Start of Block
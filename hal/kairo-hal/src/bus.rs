//! Bus capability traits
//!
//! A [`BusPort`] is the shared physical bus; a [`BusSlave`] is an open
//! session to one peripheral on it. Every call may suspend. Calls on one
//! slave never overlap (`&mut self`), which is the only ordering guarantee
//! the drivers rely on.

/// Highest valid 7-bit slave address
pub const MAX_ADDRESS: u8 = 0x7F;

/// Check that an address fits in 7 bits
pub const fn is_valid_address(address: u8) -> bool {
    address <= MAX_ADDRESS
}

/// Bus master able to open sessions to slave addresses
///
/// Implemented for shared references too, so one port can be handed to
/// several drivers:
///
/// ```ignore
/// let port = SharedI2cPort::new(&bus);
/// let mut adc = Mcp3424::new(port, delay, Mcp3424Config::default());
/// let mut lcd = Lcd1602::new(port, delay, LcdConfig::default());
/// ```
#[allow(async_fn_in_trait)]
pub trait BusPort {
    /// Error type shared by the port and its slaves
    type Error;

    /// Session type returned by [`BusPort::open`]
    type Slave: BusSlave<Error = Self::Error>;

    /// Open a session to the peripheral at `address`
    ///
    /// Fails if the address is not a 7-bit address or nothing answers there.
    async fn open(&self, address: u8) -> Result<Self::Slave, Self::Error>;
}

/// Open session to one peripheral
#[allow(async_fn_in_trait)]
pub trait BusSlave {
    /// Error type for bus transactions
    type Error;

    /// The address this session talks to
    fn address(&self) -> u8;

    /// Write a single byte
    async fn write_byte(&mut self, byte: u8) -> Result<(), Self::Error> {
        self.write_bytes(&[byte]).await
    }

    /// Write a block of bytes in one transaction
    async fn write_bytes(&mut self, bytes: &[u8]) -> Result<(), Self::Error>;

    /// Write `value` to `register`
    async fn write8(&mut self, register: u8, value: u8) -> Result<(), Self::Error> {
        self.write_bytes(&[register, value]).await
    }

    /// Read up to `buf.len()` bytes
    ///
    /// Returns the number of bytes the transport actually delivered. Drivers
    /// treat anything short of `buf.len()` as a protocol error.
    async fn read_bytes(&mut self, buf: &mut [u8]) -> Result<usize, Self::Error>;
}

impl<T: BusPort> BusPort for &T {
    type Error = T::Error;
    type Slave = T::Slave;

    async fn open(&self, address: u8) -> Result<Self::Slave, Self::Error> {
        T::open(*self, address).await
    }
}

#[cfg(test)]
mod tests {
    use super::*;

    #[test]
    fn test_address_range() {
        assert!(is_valid_address(0x00));
        assert!(is_valid_address(0x27));
        assert!(is_valid_address(0x7F));
        assert!(!is_valid_address(0x80));
        assert!(!is_valid_address(0xFF));
    }
}
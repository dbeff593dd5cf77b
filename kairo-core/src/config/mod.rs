//! Configuration types
//!
//! Per-peripheral settings with sensible defaults, and a board description
//! that lists which peripherals are fitted. The board description can be
//! parsed from TOML with the `toml` feature.

pub mod board;
pub mod devices;

pub use board::*;
pub use devices::*;
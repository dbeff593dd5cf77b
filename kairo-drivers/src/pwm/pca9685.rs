//! PCA9685 16-channel PWM controller
//!
//! The prescaler is fixed at 0x64, which with the internal 25 MHz
//! oscillator gives roughly 61 Hz, the usual servo frame rate. Every channel
//! shares that frequency, so [`Pca9685::set_pwm`] is only a duty control.
//!
//! Channel outputs are updated with a single burst to the channel's
//! `LEDn_OFF` register pair. MODE1 auto-increment makes the low and high
//! bytes land in one transaction, so the output never sees a half-updated
//! pulse width.

use embedded_hal_async::delay::DelayNs;
use kairo_core::config::PwmConfig;
use kairo_core::servo::{
    clamp_channel, duty_to_ticks, ServoCalibration, CHANNEL_COUNT, MAX_CHANNEL,
};
use kairo_core::Error;
use kairo_hal::BusPort;

use crate::transport;

/// Register addresses
pub mod reg {
    pub const MODE1: u8 = 0x00;
    pub const MODE2: u8 = 0x01;
    /// `LED0_OFF_L`; each further channel is [`CHANNEL_STRIDE`] higher
    pub const CHANNEL_BASE: u8 = 0x08;
    pub const CHANNEL_STRIDE: u8 = 4;
    pub const PRESCALE: u8 = 0xFE;
}

/// MODE1 bits
mod mode1 {
    pub const SLEEP: u8 = 0x10;
    pub const AUTO_INCREMENT: u8 = 0x20;
}

/// MODE2 totem-pole outputs
const MODE2_OUTDRV: u8 = 0x04;

/// Prescale for ~61 Hz
const PRESCALE_61HZ: u8 = 0x64;

/// Register init sequence, written in order
const INIT_SEQUENCE: [(u8, u8); 5] = [
    (reg::MODE1, 0x00),
    (reg::MODE2, MODE2_OUTDRV),
    (reg::MODE1, mode1::SLEEP),
    (reg::PRESCALE, PRESCALE_61HZ),
    (reg::MODE1, mode1::AUTO_INCREMENT),
];

/// First register of a channel's output pair
pub const fn channel_register(channel: u8) -> u8 {
    reg::CHANNEL_BASE + channel * reg::CHANNEL_STRIDE
}

/// PCA9685 driver
pub struct Pca9685<P: BusPort, D> {
    port: P,
    delay: D,
    config: PwmConfig,
    slave: Option<P::Slave>,
    calibration: Option<ServoCalibration>,
}

impl<P: BusPort, D: DelayNs> Pca9685<P, D> {
    /// Create a new driver; nothing is sent until [`Pca9685::init`]
    pub fn new(port: P, delay: D, config: PwmConfig) -> Self {
        Self {
            port,
            delay,
            config,
            slave: None,
            calibration: None,
        }
    }

    /// Get the configuration
    pub fn config(&self) -> &PwmConfig {
        &self.config
    }

    /// Check if initialized
    pub fn is_initialized(&self) -> bool {
        self.slave.is_some()
    }

    /// Servo calibration in use, if any
    pub fn calibration(&self) -> Option<&ServoCalibration> {
        self.calibration.as_ref()
    }

    /// Program the oscillator and, optionally, center every servo
    ///
    /// `None` installs the default calibration, replacing one from an
    /// earlier `init`. An explicit calibration different from the one already
    /// installed is refused with [`Error::AlreadyConfigured`] before any bus
    /// traffic.
    pub async fn init(
        &mut self,
        calibration: Option<ServoCalibration>,
    ) -> Result<(), Error<P::Error>> {
        let calibration = match (self.calibration, calibration) {
            (Some(current), Some(requested)) if current != requested => {
                warn!("PCA9685 already configured, refusing new calibration");
                return Err(Error::AlreadyConfigured);
            }
            (Some(_), None) => {
                warn!("PCA9685 re-init without calibration, using defaults");
                ServoCalibration::default()
            }
            (_, Some(requested)) => requested,
            (None, None) => ServoCalibration::default(),
        };
        if !calibration.is_valid() {
            return Err(Error::InvalidArgument);
        }

        let mut slave = transport::open(&self.port, self.config.address).await?;
        for (register, value) in INIT_SEQUENCE {
            transport::write8(&mut slave, register, value).await?;
        }
        self.delay.delay_ms(self.config.mode_settle_ms).await;

        self.slave = Some(slave);
        self.calibration = Some(calibration);
        debug!(
            "PCA9685 at {:#x}: pulse {} - {} s over +/-{} deg",
            self.config.address,
            calibration.min_pulse_s,
            calibration.max_pulse_s,
            calibration.angle_range_deg
        );

        if self.config.zero_on_init {
            for channel in 0..CHANNEL_COUNT {
                self.set_servo(channel, 0.0).await?;
            }
        }
        Ok(())
    }

    /// Move a servo
    ///
    /// The channel is clamped to 15 and the angle to the calibrated range
    /// (NaN counts as center). Returns the tick count written.
    pub async fn set_servo(&mut self, channel: u8, angle_deg: f32) -> Result<u16, Error<P::Error>> {
        let calibration = self.calibration.ok_or(Error::NotInitialized)?;
        let channel = clamp_channel(channel);
        let ticks = calibration.angle_to_ticks(angle_deg);
        self.write_channel(channel, ticks).await?;
        trace!("Servo {}: {} ticks", channel, ticks);
        Ok(ticks)
    }

    /// Set a raw duty ratio in `[0.0, 1.0]`
    ///
    /// Out-of-range duty or a channel above 15 is rejected. Returns the
    /// tick count written.
    pub async fn set_pwm(&mut self, channel: u8, duty: f32) -> Result<u16, Error<P::Error>> {
        if self.slave.is_none() {
            return Err(Error::NotInitialized);
        }
        if channel > MAX_CHANNEL {
            return Err(Error::InvalidArgument);
        }
        let ticks = duty_to_ticks(duty).ok_or(Error::InvalidArgument)?;
        self.write_channel(channel, ticks).await?;
        trace!("PWM {}: {} ticks", channel, ticks);
        Ok(ticks)
    }

    async fn write_channel(&mut self, channel: u8, ticks: u16) -> Result<(), Error<P::Error>> {
        let slave = self.slave.as_mut().ok_or(Error::NotInitialized)?;
        let [low, high] = ticks.to_le_bytes();
        transport::write_bytes(slave, &[channel_register(channel), low, high & 0x0F]).await
    }
}
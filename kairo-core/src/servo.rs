//! Servo and raw PWM tick math for the PCA9685 timing base
//!
//! The controller runs every channel off one prescaler programmed for a
//! 61 Hz period split into 4096 ticks. A channel's output is described by
//! the tick at which it switches off; the on tick stays at zero.
//!
//! Servo pulse width for an angle `a` in `[-range, range]`:
//!
//! ```text
//! pulse = ((min + max) + a / range * (max - min)) / 2
//! ticks = round(pulse * 61 * 4096)
//! ```

use serde::Deserialize;

/// PWM base frequency fixed by the prescaler
pub const PWM_FREQUENCY_HZ: u32 = 61;

/// Ticks per PWM period
pub const PWM_STEPS: u32 = 4096;

/// Largest tick value the 12-bit registers accept
pub const MAX_TICKS: u16 = 4095;

/// Number of PWM channels
pub const CHANNEL_COUNT: u8 = 16;

/// Highest channel index
pub const MAX_CHANNEL: u8 = CHANNEL_COUNT - 1;

/// Servo pulse calibration
///
/// Fixed once at controller init and invariant afterwards.
#[derive(Debug, Clone, Copy, PartialEq)]
#[cfg_attr(feature = "defmt", derive(defmt::Format))]
#[derive(Deserialize)]
#[serde(default)]
pub struct ServoCalibration {
    /// Pulse width at `-angle_range` in seconds
    pub min_pulse_s: f32,
    /// Pulse width at `+angle_range` in seconds
    pub max_pulse_s: f32,
    /// Half of the usable travel in degrees
    pub angle_range_deg: f32,
}

impl Default for ServoCalibration {
    fn default() -> Self {
        // SG90-class hobby servo
        Self {
            min_pulse_s: 0.0011,
            max_pulse_s: 0.0019,
            angle_range_deg: 30.0,
        }
    }
}

impl ServoCalibration {
    /// Create a calibration from pulse bounds and angle range
    pub const fn new(min_pulse_s: f32, max_pulse_s: f32, angle_range_deg: f32) -> Self {
        Self {
            min_pulse_s,
            max_pulse_s,
            angle_range_deg,
        }
    }

    /// Check that the parameters describe a usable servo
    ///
    /// Pulses must be positive, ordered and fit inside one PWM period, and
    /// the angle range must be positive.
    pub fn is_valid(&self) -> bool {
        let period = 1.0 / PWM_FREQUENCY_HZ as f32;
        self.min_pulse_s.is_finite()
            && self.max_pulse_s.is_finite()
            && self.angle_range_deg.is_finite()
            && self.min_pulse_s > 0.0
            && self.max_pulse_s > self.min_pulse_s
            && self.max_pulse_s < period
            && self.angle_range_deg > 0.0
    }

    /// Clamp an angle to `[-angle_range, angle_range]`
    ///
    /// NaN maps to the center position.
    pub fn clamp_angle(&self, angle_deg: f32) -> f32 {
        if angle_deg.is_nan() {
            return 0.0;
        }
        angle_deg.clamp(-self.angle_range_deg, self.angle_range_deg)
    }

    /// Pulse width in seconds for an angle (clamped first)
    pub fn pulse_seconds(&self, angle_deg: f32) -> f32 {
        let angle = self.clamp_angle(angle_deg);
        let pulse_range = self.max_pulse_s - self.min_pulse_s;
        ((self.min_pulse_s + self.max_pulse_s) + angle / self.angle_range_deg * pulse_range) / 2.0
    }

    /// Tick count for an angle (clamped first)
    pub fn angle_to_ticks(&self, angle_deg: f32) -> u16 {
        seconds_to_ticks(self.pulse_seconds(angle_deg))
    }
}

/// Convert a pulse width to the nearest tick count
pub fn seconds_to_ticks(pulse_s: f32) -> u16 {
    let ticks = pulse_s * (PWM_FREQUENCY_HZ * PWM_STEPS) as f32;
    if ticks.is_nan() || ticks <= 0.0 {
        return 0;
    }
    // Round half up; ticks are never negative here
    let rounded = (ticks + 0.5) as u32;
    rounded.min(MAX_TICKS as u32) as u16
}

/// Convert a raw duty ratio to ticks: `floor(4095 * duty)`
///
/// Returns `None` when `duty` is outside `[0.0, 1.0]` or NaN.
pub fn duty_to_ticks(duty: f32) -> Option<u16> {
    if !(0.0..=1.0).contains(&duty) {
        return None;
    }
    Some((MAX_TICKS as f32 * duty) as u16)
}

/// Clamp a servo channel index to the last channel
pub const fn clamp_channel(channel: u8) -> u8 {
    if channel > MAX_CHANNEL {
        MAX_CHANNEL
    } else {
        channel
    }
}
End of Block
**INSTRUCTIONS TO FOLLOW:** What do the lines above say from the one containing "fn address(&self) -> u8;" down to the one containing "actually delivered. Drivers"? Return them exactly, both end lines included, and only them.

**TASK OUTPUT:**
    fn address(&self) -> u8;

    /// Write a single byte
    async fn write_byte(&mut self, byte: u8) -> Result<(), Self::Error> {
        self.write_bytes(&[byte]).await
    }

    /// Write a block of bytes in one transaction
    async fn write_bytes(&mut self, bytes: &[u8]) -> Result<(), Self::Error>;

    /// Write `value` to `register`
    async fn write8(&mut self, register: u8, value: u8) -> Result<(), Self::Error> {
        self.write_bytes(&[register, value]).await
    }

    /// Read up to `buf.len()` bytes
    ///
    /// Returns the number of bytes the transport actually delivered. Drivers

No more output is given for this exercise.